According to Raab Associates’ data from 2014, 60 percent of companies with revenues in excess of $500M have adopted a marketing automation solution. Smaller companies though, often don’t understand marketing automation basics, let alone where to begin when selecting a platform.

Below, we’ve compiled a list of ten common marketing automation terms, and their definitions. Understanding this terminology will help you better grasp the market as a whole, and decide if marketing automation is something that makes sense for your company.

Inbound Marketing

As opposed to traditional outbound marketing tactics such as cold-calling, buying advertising, or purchasing contact lists, inbound marketing focuses on attracting customers naturally. This is usually done by publishing and promoting content that answers questions from users, but also can involve search engine optimization/marketing (SEO/SEM), free trials of your product, social referrals, or other strategies.

Content Marketing

Closely related to inbound marketing, this subset is focused solely on the generation and promotion of quality content that your potential customers will value. Examples of frequently marketed content include: blog posts, white-papers, case studies, press releases, demo or explainer videos, podcasts, and more. Content is most often marketed via email or on your own web site, but it can also be marketed on other sites (i.e. guest blogging) or social content platforms like Youtube, Facebook, and LinkedIn. To find out more about content marketing strategies, check out our podcast about how you can use marketing automation to improve your content.

Email Marketing

One of the more familiar terms associated with marketing automation, email marketing involves sending a message to a current, previous, or potential customer via email, after they have opted-in, or consented, to receive marketing emails.
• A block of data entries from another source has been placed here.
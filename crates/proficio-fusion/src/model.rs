//! Fusion model
//!
//! Owns one instance of every stage and runs them in order. Configuration
//! is checked once at construction; every forward call checks its inputs
//! and the finiteness of each stage's output.

use ndarray::Array1;
use proficio_core::{
    CameraId, FusionConfig, FusionError, FusionResult, ProficiencyLevel, ViewSet,
};
use proficio_nn::{
    log_sum_exp, param_name, seeded_rng, softmax_inplace, Dropout, NamedTensor, Parameterized,
    TensorStore,
};
use rand::{Rng, RngCore};
use rayon::prelude::*;

use crate::{
    AdaptiveCalibration, AttentionOutput, CrossViewAttention, DropoutMasks, FusionAggregator,
    GateValues, GatingNetwork, ProficiencyHead, ProjectedViews, ViewProjector,
};

/// Dropout behaviour of a forward pass
pub enum ForwardMode<'a> {
    /// No dropout; output is a pure function of inputs and parameters
    Inference,
    /// Dropout driven by the given rng
    Training(&'a mut dyn RngCore),
}

impl ForwardMode<'_> {
    pub fn is_training(&self) -> bool {
        matches!(self, ForwardMode::Training(_))
    }
}

/// Result of fusing one sample
#[derive(Debug, Clone, PartialEq)]
pub struct FusionOutput {
    /// Fused representation (H)
    pub fused: Array1<f32>,
    /// Fusion weight of each present view, on the simplex
    pub weights: Vec<f32>,
    /// Camera of each entry in `weights`
    pub cameras: Vec<CameraId>,
    /// Scalar gate of each present view
    pub gates: Vec<f32>,
    /// Attention confidence of each present view
    pub confidence: Vec<f32>,
    /// Class logits (C)
    pub logits: Vec<f32>,
    /// Continuous score when the regression head is enabled
    pub score: Option<f32>,
}

impl FusionOutput {
    pub fn present_count(&self) -> usize {
        self.weights.len()
    }

    /// Index of the largest logit (first one on ties)
    pub fn predicted_class(&self) -> usize {
        let mut best = 0;
        for (i, &logit) in self.logits.iter().enumerate() {
            if logit > self.logits[best] {
                best = i;
            }
        }
        best
    }

    /// Softmax of the logits
    pub fn probabilities(&self) -> Vec<f32> {
        let mut probs = self.logits.clone();
        softmax_inplace(&mut probs);
        probs
    }

    /// Predicted level, when the head is the four-way proficiency head
    pub fn level(&self) -> Option<ProficiencyLevel> {
        if self.logits.len() != ProficiencyLevel::COUNT {
            return None;
        }
        ProficiencyLevel::from_index(self.predicted_class())
    }

    /// Cross-entropy of the logits against a class index
    pub fn cross_entropy(&self, label: usize) -> FusionResult<f32> {
        let logit = self
            .logits
            .get(label)
            .ok_or_else(|| FusionError::dimension("label", self.logits.len(), label))?;
        Ok(log_sum_exp(&self.logits) - logit)
    }

    /// Fusion weight assigned to `camera`, if it was present
    pub fn weight_for(&self, camera: CameraId) -> Option<f32> {
        self.cameras
            .iter()
            .position(|&c| c == camera)
            .map(|i| self.weights[i])
    }
}

/// Every stage output of one forward pass
#[derive(Debug, Clone, PartialEq)]
pub struct FusionTrace {
    /// Present slot indices, in slot order
    pub present: Vec<usize>,
    pub projected: ProjectedViews,
    pub attention: AttentionOutput,
    pub gate_values: GateValues,
    /// Gated context feature of each present view
    pub gated: Vec<Array1<f32>>,
    /// Masks drawn in training mode; `None` for inference
    pub dropout: Option<DropoutMasks>,
    pub output: FusionOutput,
}

/// View-count agnostic fusion model
#[derive(Debug, Clone, PartialEq)]
pub struct FusionModel {
    pub(crate) config: FusionConfig,
    pub(crate) projector: ViewProjector,
    pub(crate) attention: CrossViewAttention,
    pub(crate) gating: GatingNetwork,
    pub(crate) calibration: AdaptiveCalibration,
    pub(crate) aggregator: FusionAggregator,
    pub(crate) head: ProficiencyHead,
    pub(crate) dropout: Dropout,
}

impl FusionModel {
    /// Build a freshly initialised model
    pub fn new<R: Rng + ?Sized>(config: FusionConfig, rng: &mut R) -> FusionResult<Self> {
        config.validate()?;
        let model = Self {
            projector: ViewProjector::new(&config, rng)?,
            attention: CrossViewAttention::new(&config, rng),
            gating: GatingNetwork::new(&config, rng),
            calibration: AdaptiveCalibration::new(&config),
            aggregator: FusionAggregator::new(config.hidden_dim),
            head: ProficiencyHead::new(&config, rng),
            dropout: Dropout::new(config.dropout),
            config,
        };
        tracing::info!(
            input_dim = model.config.input_dim,
            hidden_dim = model.config.hidden_dim,
            heads = model.config.num_heads,
            max_views = model.config.max_views,
            "fusion model ready: {}",
            model.parameter_summary()
        );
        Ok(model)
    }

    /// Build with a fixed seed; the same seed gives the same parameters
    pub fn seeded(config: FusionConfig, seed: u64) -> FusionResult<Self> {
        Self::new(config, &mut seeded_rng(seed))
    }

    /// All-zero model with the shapes implied by `config`
    pub(crate) fn zeroed(config: FusionConfig) -> FusionResult<Self> {
        config.validate()?;
        Ok(Self {
            projector: ViewProjector::zeros(&config)?,
            attention: CrossViewAttention::zeros(&config),
            gating: GatingNetwork::zeros(&config),
            calibration: AdaptiveCalibration::new(&config),
            aggregator: FusionAggregator::new(config.hidden_dim),
            head: ProficiencyHead::zeros(&config),
            dropout: Dropout::new(config.dropout),
            config,
        })
    }

    pub fn config(&self) -> &FusionConfig {
        &self.config
    }

    pub fn calibration(&self) -> &AdaptiveCalibration {
        &self.calibration
    }

    pub fn calibration_mut(&mut self) -> &mut AdaptiveCalibration {
        &mut self.calibration
    }

    /// Inference forward pass
    pub fn fuse(&self, views: &ViewSet) -> FusionResult<FusionOutput> {
        self.forward(views, ForwardMode::Inference)
    }

    /// Inference forward pass that also checks the caller's configuration
    /// matches the one the model was built with
    pub fn fuse_with(&self, views: &ViewSet, config: &FusionConfig) -> FusionResult<FusionOutput> {
        if config != &self.config {
            return Err(FusionError::Configuration(
                "configuration differs from the one the model was built with".into(),
            ));
        }
        self.fuse(views)
    }

    pub fn forward(&self, views: &ViewSet, mode: ForwardMode<'_>) -> FusionResult<FusionOutput> {
        self.forward_traced(views, mode).map(|trace| trace.output)
    }

    /// Forward pass that keeps every intermediate stage output
    pub fn forward_traced(
        &self,
        views: &ViewSet,
        mut mode: ForwardMode<'_>,
    ) -> FusionResult<FusionTrace> {
        let present = views.validate(self.config.input_dim, self.config.max_views)?;

        let mut masks = mode.is_training().then(DropoutMasks::default);
        let mut projected = self.projector.project_views(views)?;
        if let (ForwardMode::Training(rng), Some(masks)) = (&mut mode, &mut masks) {
            for &slot in &present {
                let mut row = projected.features.row(slot).to_owned();
                masks.projected.push(self.dropout.apply(&mut row, &mut **rng));
                projected.features.row_mut(slot).assign(&row);
            }
        }

        let attention = self
            .attention
            .forward(projected.features.view(), &projected.mask)?;
        let gate_values = self
            .gating
            .forward(attention.context.view(), &projected.mask)?;

        let gates: Vec<f32> = present.iter().map(|&s| gate_values.scalar(s)).collect();
        let confidence: Vec<f32> = present.iter().map(|&s| attention.confidence[s]).collect();
        let weights = self.calibration.calibrate(&gates, &confidence)?;

        let mut gated = Vec::with_capacity(present.len());
        for &slot in &present {
            let mut feature = gate_values.apply(slot, attention.context.row(slot));
            if let (ForwardMode::Training(rng), Some(masks)) = (&mut mode, &mut masks) {
                masks.gated.push(self.dropout.apply(&mut feature, &mut **rng));
            }
            gated.push(feature);
        }

        let fused = self.aggregator.aggregate(&gated, &weights)?;
        let head = self.head.forward(fused.view())?;

        tracing::debug!(
            slots = views.len(),
            present = present.len(),
            training = mode.is_training(),
            "fused sample"
        );

        let output = FusionOutput {
            fused,
            cameras: present.iter().map(|&s| views.views()[s].camera).collect(),
            weights,
            gates,
            confidence,
            logits: head.logits,
            score: head.score,
        };
        Ok(FusionTrace {
            present,
            projected,
            attention,
            gate_values,
            gated,
            dropout: masks,
            output,
        })
    }

    /// Fuse independent samples in parallel; fails if any sample fails
    pub fn fuse_batch(&self, samples: &[ViewSet]) -> FusionResult<Vec<FusionOutput>> {
        samples.par_iter().map(|views| self.fuse(views)).collect()
    }

    /// Training-mode batch; sample `i` draws its dropout masks from
    /// `seed + i`, so results do not depend on thread scheduling
    pub fn forward_batch_training(
        &self,
        samples: &[ViewSet],
        seed: u64,
    ) -> FusionResult<Vec<FusionOutput>> {
        samples
            .par_iter()
            .enumerate()
            .map(|(i, views)| {
                let mut rng = seeded_rng(seed.wrapping_add(i as u64));
                self.forward(views, ForwardMode::Training(&mut rng))
            })
            .collect()
    }

    /// Mean cross-entropy over labelled samples
    pub fn batch_loss(&self, samples: &[(ViewSet, usize)]) -> FusionResult<f32> {
        if samples.is_empty() {
            return Err(FusionError::Configuration("empty batch".into()));
        }
        let losses: Vec<f32> = samples
            .par_iter()
            .map(|(views, label)| self.fuse(views)?.cross_entropy(*label))
            .collect::<FusionResult<_>>()?;
        Ok(losses.iter().sum::<f32>() / losses.len() as f32)
    }

    /// Fraction of labelled samples whose predicted class matches the label
    pub fn batch_accuracy(&self, samples: &[(ViewSet, usize)]) -> FusionResult<f32> {
        if samples.is_empty() {
            return Err(FusionError::Configuration("empty batch".into()));
        }
        let classes = self.config.num_classes;
        let hits: Vec<bool> = samples
            .par_iter()
            .map(|(views, label)| {
                if *label >= classes {
                    return Err(FusionError::dimension("label", classes, *label));
                }
                Ok(self.fuse(views)?.predicted_class() == *label)
            })
            .collect::<FusionResult<_>>()?;
        Ok(hits.iter().filter(|&&hit| hit).count() as f32 / hits.len() as f32)
    }
}

impl Parameterized for FusionModel {
    fn collect_parameters(&self, prefix: &str, out: &mut Vec<NamedTensor>) {
        self.projector
            .collect_parameters(&param_name(prefix, "projector"), out);
        self.attention
            .collect_parameters(&param_name(prefix, "attention"), out);
        self.gating.collect_parameters(&param_name(prefix, "gating"), out);
        self.calibration
            .collect_parameters(&param_name(prefix, "calibration"), out);
        self.head.collect_parameters(&param_name(prefix, "head"), out);
    }

    fn load_parameters(&mut self, prefix: &str, store: &TensorStore) -> FusionResult<()> {
        self.projector
            .load_parameters(&param_name(prefix, "projector"), store)?;
        self.attention
            .load_parameters(&param_name(prefix, "attention"), store)?;
        self.gating.load_parameters(&param_name(prefix, "gating"), store)?;
        self.calibration
            .load_parameters(&param_name(prefix, "calibration"), store)?;
        self.head.load_parameters(&param_name(prefix, "head"), store)
    }
}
While there are standalone email marketing tools, email marketing functionality is increasingly being included with most marketing automation suites. To learn more, read our article on the 5 keys to effective email marketing.

Social Media Marketing

Many marketing automation platforms now include features that help manage and monitor your company’s social media presence. Social media marketing campaigns are frequently used to promote content, seek out feedback, or otherwise directly engage with your past, current, or potential customers on a medium where they can easily share or refer others to your promoted content, called a ‘social referral’ — think of it as ‘word-of-mouth’ advertising for the web.

Lead

A lead, or sales lead, is defined as a person or company that has demonstrated interest in your company’s products or services. For inbound marketers, leads typically occur when a person finds your content (either through a search engine or other site) and then opts to either receive additional content or requests a service. This conversion usually occurs only after a visitor has had multiple interactions with your brand or content.

Drip Campaign

Most often associated with email marketing, drip campaigns are a tool used to automatically push (or “drip”) pre-selected content to a user over a pre-determined period in order to move them through the sales process. The type of content they receive will often be tailored to their actions on your site (such as which articles they read, or sections of the site they visited), and where they came from (such as a landing page, versus a guest blog post). When dealing with a large customer database, drip campaigns are best constructed to automatically select and push content based on specific user behaviors or buyer personas.

Buyer Personas

Marketers create buyer personas in order to better understand how to best reach various potential buyers. A buyer persona should be much more than a simple description or profile of your potential customer. Good buyer personas identify the specific needs, concerns, pain points, and attitudes of a person considering your product — and how you can best convince them that your solution is what is needed. Trying to design a marketing campaign without actionable buyer personas is akin to going canoeing without a paddle — you won’t go very far, and you’ll likely end up on the rocks. To learn more, check out our podcast on the importance of buyer personas in marketing automation.

Audience Segmentation

When marketers design buyer personas, they are segmenting, or separating their target audience into various groups that will help when creating drip, email, or other campaigns. Audience segmentation allows you to create more personalized content and campaigns, which in turn strengthens your relationship with potential buyers. Typical ways to segment your audience include by area of interest (or industry), job title, geographic region, or other unique qualifiers.

Lead Generation

Sometimes called demand generation, lead generation can be simply defined as creating or identifying customer interest in your company’s products or services. Ultimately, lead generation should be the goal of any marketing automation deployment. To learn more about how marketing automation programs can influence this, see our article about using marketing automation to generate leads.

Lead Scoring

Many marketing automation platforms assign scores to potential leads as an indicator of their purchase readiness or decision-making authority. Scores are usually determined by demographics (i.e. job title, company type/size, etc.) or by user behavior (i.e. downloaded a specific marketing asset, filled out a form, etc.). Lead scoring can be an effective way to help sales teams easily identify the best prospects to call, but in order to be successful you’ll need to identify which traits or actions are correlated with sales opportunity for your company. This often requires a detailed analysis of your lead generation activity.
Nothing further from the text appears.